The fictional Ohio class nuclear-powered U.S. ballistic missile submarine Colorado picks up a Seal Team leaving Pakistan after a secret mission there. One of the Seals has been shot. Then the sub receives questionable orders through an old cold war network out of Alaska to nuke Pakistan. During the cold war, this backup was there in case Washington DC was hit and the federal government wiped out.

A quick check by the sub reveals that Washington DC is okay, and there is no sign that the United States is under attack, so the Captain and his XO ask for confirmation through the proper Strategic Command network based in Nebraska. The reply is an immediate attack on their sub by another U.S. Navy ship that received orders from the president of the United States to destroy the Colorado.

The Colorado did not refuse to fire and kill almost 5 million people in two Pakistani cities. All they did was ask for confirmation through the proper network.

The fictional Colorado survives the first attempt to destroy it, but all kinds of challenges and problems beset Captain Marcus Chaplin and his XO Sam Kendal as they struggle to make it out of this mess alive.

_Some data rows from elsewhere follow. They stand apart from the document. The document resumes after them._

//! Time-of-day greeting
//!
//! The label is a pure function of the wall-clock hour. [`GreetingTicker`]
//! recomputes it on a fixed period for the lifetime of a TUI session.

mod clock;
mod ticker;

pub use clock::{Clock, FixedClock, SystemClock};
pub use ticker::{GreetingTicker, DEFAULT_REFRESH_INTERVAL};

use std::fmt;

#[derive(Debug, Clone, Copy, PartialEq, Eq)]
pub enum Greeting {
    Morning,
    Afternoon,
    Evening,
    Night,
}

impl Greeting {
    pub fn label(self) -> &'static str {
        match self {
            Greeting::Morning => "Good Morning",
            Greeting::Afternoon => "Good Afternoon",
            Greeting::Evening => "Good Evening",
            Greeting::Night => "Good Night",
        }
    }
}

impl fmt::Display for Greeting {
    fn fmt(&self, f: &mut fmt::Formatter<'_>) -> fmt::Result {
        f.write_str(self.label())
    }
}

/// Maps an hour of the day to its greeting.
///
/// Ranges are half-open: `[5,12)` morning, `[12,17)` afternoon, `[17,21)`
/// evening, everything else night. Hours past 23 wrap around.
pub fn compute_greeting(hour: u32) -> Greeting {
    match hour % 24 {
        5..=11 => Greeting::Morning,
        12..=16 => Greeting::Afternoon,
        17..=20 => Greeting::Evening,
        _ => Greeting::Night,
    }
}

/// Greeting for whatever hour `clock` reports right now.
pub fn current_greeting(clock: &dyn Clock) -> Greeting {
    compute_greeting(clock.hour())
}

#[cfg(test)]
mod tests {
    use super::*;

    #[test]
    fn test_morning_range() {
        for hour in 5..12 {
            assert_eq!(compute_greeting(hour), Greeting::Morning, "hour {hour}");
        }
    }

    #[test]
    fn test_afternoon_range() {
        for hour in 12..17 {
            assert_eq!(compute_greeting(hour), Greeting::Afternoon, "hour {hour}");
        }
    }

    #[test]
    fn test_evening_range() {
        for hour in 17..21 {
            assert_eq!(compute_greeting(hour), Greeting::Evening, "hour {hour}");
        }
    }

    #[test]
    fn test_night_wraps_midnight() {
        for hour in (21..24).chain(0..5) {
            assert_eq!(compute_greeting(hour), Greeting::Night, "hour {hour}");
        }
    }

    #[test]
    fn test_boundaries() {
        assert_eq!(compute_greeting(4).label(), "Good Night");
        assert_eq!(compute_greeting(5).label(), "Good Morning");
        assert_eq!(compute_greeting(11).label(), "Good Morning");
        assert_eq!(compute_greeting(12).label(), "Good Afternoon");
        assert_eq!(compute_greeting(16).label(), "Good Afternoon");
        assert_eq!(compute_greeting(17).label(), "Good Evening");
        assert_eq!(compute_greeting(20).label(), "Good Evening");
        assert_eq!(compute_greeting(21).label(), "Good Night");
        assert_eq!(compute_greeting(23).label(), "Good Night");
    }

    #[test]
    fn test_out_of_range_hour_wraps() {
        assert_eq!(compute_greeting(24), Greeting::Night);
        assert_eq!(compute_greeting(24 + 9), Greeting::Morning);
    }

    #[test]
    fn test_display_matches_label() {
        assert_eq!(Greeting::Evening.to_string(), "Good Evening");
    }

    #[test]
    fn test_current_greeting_uses_clock() {
        let clock = FixedClock::new(13);
        assert_eq!(current_greeting(&clock), Greeting::Afternoon);
    }
}
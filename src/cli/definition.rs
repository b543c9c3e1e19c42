//! Command line definitions

use clap::{Parser, Subcommand};
use clap_complete::Shell;

use super::greeting::GreetingArgs;

/// Terminal to-do list with a time-of-day greeting.
///
/// Run without a subcommand to open the task list.
#[derive(Parser)]
#[command(name = "planner", version, about)]
pub struct Cli {
    /// Color theme for the task list (overrides config)
    #[arg(long, global = true, env = "DAILY_PLANNER_THEME")]
    pub theme: Option<String>,

    #[command(subcommand)]
    pub command: Option<Commands>,
}

#[derive(Subcommand)]
pub enum Commands {
    /// Print the greeting for the current hour
    Greeting(GreetingArgs),

    /// Generate shell completions
    Completion {
        /// Shell to generate completions for
        #[arg(value_enum)]
        shell: Shell,
    },
}
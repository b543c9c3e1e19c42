//! Bordered task entry field

use ratatui::prelude::*;
use ratatui::widgets::{Block, BorderType, Borders, Paragraph};
use tui_input::Input;

use crate::tui::styles::Theme;

/// Renders the draft input inside a rounded box.
///
/// The focused field draws an inverse-video cursor and scrolls horizontally
/// so the cursor stays visible. An empty unfocused field shows `placeholder`.
pub fn render_text_field(
    frame: &mut Frame,
    area: Rect,
    input: &Input,
    is_focused: bool,
    placeholder: &str,
    theme: &Theme,
) {
    let border_color = if is_focused { theme.accent } else { theme.border };
    let block = Block::default()
        .borders(Borders::ALL)
        .border_type(BorderType::Rounded)
        .border_style(Style::default().fg(border_color));
    let inner = block.inner(area);
    frame.render_widget(block, area);

    let value = input.value();
    let value_style = Style::default().fg(theme.text);

    if value.is_empty() && !is_focused {
        let hint = Paragraph::new(Span::styled(placeholder, Style::default().fg(theme.dimmed)));
        frame.render_widget(hint, inner);
        return;
    }

    if !is_focused {
        frame.render_widget(Paragraph::new(Span::styled(value, value_style)), inner);
        return;
    }

    let width = inner.width.max(1) as usize;
    let cursor_pos = input.visual_cursor();
    let scroll = input.visual_scroll(width.saturating_sub(1));
    let cursor_style = Style::default().fg(theme.background).bg(theme.accent);

    let before: String = value.chars().take(cursor_pos).collect();
    let cursor_char: String = value
        .chars()
        .nth(cursor_pos)
        .map(|c| c.to_string())
        .unwrap_or_else(|| " ".to_string());
    let after: String = value.chars().skip(cursor_pos + 1).collect();

    let line = Line::from(vec![
        Span::styled(before, value_style),
        Span::styled(cursor_char, cursor_style),
        Span::styled(after, value_style),
    ]);
    frame.render_widget(Paragraph::new(line).scroll((0, scroll as u16)), inner);
}
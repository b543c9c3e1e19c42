//! In-memory task list editing
//!
//! [`TaskEditor`] owns the ordered task labels, the edit cursor and the draft
//! input as one unit. Every operation either applies fully or leaves all three
//! untouched.

mod editor;
mod error;

pub use editor::{EditCursor, Submission, TaskEditor};
pub use error::{Result, TaskError};

/// A single to-do entry. Its only identity is its position in the list.
#[derive(Debug, Clone, PartialEq, Eq)]
pub struct Task {
    pub label: String,
}

impl Task {
    pub fn new(label: impl Into<String>) -> Self {
        Self {
            label: label.into(),
        }
    }
}
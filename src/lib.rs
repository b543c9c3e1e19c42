//! Daily Planner library - greeting clock and task list editor behind the `planner` TUI

pub mod cli;
pub mod config;
pub mod greeting;
pub mod logging;
pub mod tasks;
pub mod tui;
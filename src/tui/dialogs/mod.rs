//! TUI dialog components

mod confirm;

pub use confirm::DeleteTaskDialog;

use ratatui::layout::Rect;

pub enum DialogResult<T> {
    Continue,
    Cancel,
    Submit(T),
}

/// A `width` x `height` rect centered in `area`, shrunk to fit if needed.
pub fn centered_rect(area: Rect, width: u16, height: u16) -> Rect {
    let width = width.min(area.width);
    let height = height.min(area.height);
    Rect {
        x: area.x + (area.width - width) / 2,
        y: area.y + (area.height - height) / 2,
        width,
        height,
    }
}
//! Delete confirmation dialog

use crossterm::event::{KeyCode, KeyEvent};
use ratatui::prelude::*;
use ratatui::widgets::*;

use super::DialogResult;
use crate::tui::styles::Theme;

/// Asks before removing one task. Submitting yields the task's index.
pub struct DeleteTaskDialog {
    index: usize,
    label: String,
}

impl DeleteTaskDialog {
    pub fn new(index: usize, label: impl Into<String>) -> Self {
        Self {
            index,
            label: label.into(),
        }
    }

    pub fn handle_key(&self, key: KeyEvent) -> DialogResult<usize> {
        match key.code {
            KeyCode::Char('y') | KeyCode::Char('Y') | KeyCode::Char('d') => {
                DialogResult::Submit(self.index)
            }
            KeyCode::Esc | KeyCode::Enter | KeyCode::Char('n') | KeyCode::Char('N') => {
                DialogResult::Cancel
            }
            _ => DialogResult::Continue,
        }
    }

    pub fn render(&self, frame: &mut Frame, area: Rect, theme: &Theme) {
        let dialog_area = super::centered_rect(area, 44, 6);
        frame.render_widget(Clear, dialog_area);

        let block = Block::default()
            .style(Style::default().bg(theme.background))
            .borders(Borders::ALL)
            .border_type(BorderType::Rounded)
            .border_style(Style::default().fg(theme.delete))
            .title(" Delete Task ")
            .title_style(Style::default().fg(theme.delete).bold());

        let key_style = Style::default().fg(theme.accent).bold();
        let desc_style = Style::default().fg(theme.dimmed);
        let text = vec![
            Line::from(Span::styled(
                format!("\"{}\"", self.label),
                Style::default().fg(theme.text),
            )),
            Line::default(),
            Line::from(vec![
                Span::styled("y", key_style),
                Span::styled(" delete  ", desc_style),
                Span::styled("n/Esc", key_style),
                Span::styled(" keep", desc_style),
            ]),
        ];

        frame.render_widget(
            Paragraph::new(text)
                .block(block)
                .alignment(Alignment::Center),
            dialog_area,
        );
    }
}

#[cfg(test)]
mod tests {
    use super::*;
    use crossterm::event::KeyModifiers;
    use ratatui::backend::TestBackend;
    use ratatui::Terminal;

    fn key(code: KeyCode) -> KeyEvent {
        KeyEvent::new(code, KeyModifiers::NONE)
    }

    fn dialog() -> DeleteTaskDialog {
        DeleteTaskDialog::new(3, "Buy milk")
    }

    #[test]
    fn test_confirm_keys_yield_index() {
        for code in [KeyCode::Char('y'), KeyCode::Char('Y'), KeyCode::Char('d')] {
            assert!(matches!(dialog().handle_key(key(code)), DialogResult::Submit(3)));
        }
    }

    #[test]
    fn test_enter_keeps_task() {
        // Enter is the list's edit key; a double press must not delete.
        assert!(matches!(
            dialog().handle_key(key(KeyCode::Enter)),
            DialogResult::Cancel
        ));
    }

    #[test]
    fn test_cancel_keys() {
        for code in [KeyCode::Esc, KeyCode::Char('n'), KeyCode::Char('N')] {
            assert!(matches!(dialog().handle_key(key(code)), DialogResult::Cancel));
        }
    }

    #[test]
    fn test_other_keys_continue() {
        assert!(matches!(
            dialog().handle_key(key(KeyCode::Char('x'))),
            DialogResult::Continue
        ));
    }

    #[test]
    fn test_render_names_the_task() {
        let mut terminal = Terminal::new(TestBackend::new(60, 12)).unwrap();
        let theme = Theme::default();
        terminal
            .draw(|f| dialog().render(f, f.area(), &theme))
            .unwrap();

        let buffer = terminal.backend().buffer();
        let mut screen = String::new();
        for y in 0..buffer.area.height {
            for x in 0..buffer.area.width {
                screen.push_str(buffer[(x, y)].symbol());
            }
        }
        assert!(screen.contains("Delete Task"));
        assert!(screen.contains("\"Buy milk\""));
    }
}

This TV series begs a question. How obedient should our military forces be to the President of the United States when he gives them an order?

Because Captain Marcus and his XO refused to blindly follow a presidential order, they are labeled traitors by the U.S. government and the president sends a kill order to destroy the sub and its entire crew, and there is no shortage of other U.S. Navy ships and their captains that are willing to follow that order without question.

During the series, an ignorant crew member accuses the Captain to his face that he is a traitor because he didn’t blindly obey the president. The captain tells the sailor, and everyone else listening to this confrontation, that the oath for U.S. Military officers says nothing about blindly obeying an order from the president.

To make his point, Marcus recites the oath he took when he became a midshipmen: “Having been appointed a midshipman in the United States navy, do you solemnly swear (or affirm that you will support and defend the  Constitution of the United States against all enemies, foreign and domestic; that you will bear true faith and allegiance to the same; that you take this obligation freely, without any mental reservation or purpose of evasion; and that you will well and faithfully discharge the duties of the office on which you are about to enter, so help you God.”

The Uniform Code of Military Justice (UCMJ) also makes it clear that military personnel need to obey the “lawful command of his superior officer,” In each case, military personnel have an obligation and a duty to only obey Lawful orders and indeed have an obligation to disobey Unlawful orders, including orders by the president that do not comply with the UCMJ. The moral and legal obligation is to the U.S. Constitution and not to those who would issue unlawful orders, especially if those orders are in direct violation of the Constitution and the UCMJ.

In fact, President Donald Trump took a similar oath before he officially became president and he has already broken that oath repeatedly.  For instance, instead of defending the 1st Amendment, he attacks the credibility of the free press every chance he gets.

It’s also obvious that there are too many real-life American citizens that do not know about these oaths and laws that exist to protect our country and its citizens from corrupt leaders.

We now live in dangerous times with a real president that has more than once demonstrated that he wants total obedience and loyalty from everyone in his administration, but Donald Trump is having a hard time getting what he wants and this helps explain why he keeps firing people.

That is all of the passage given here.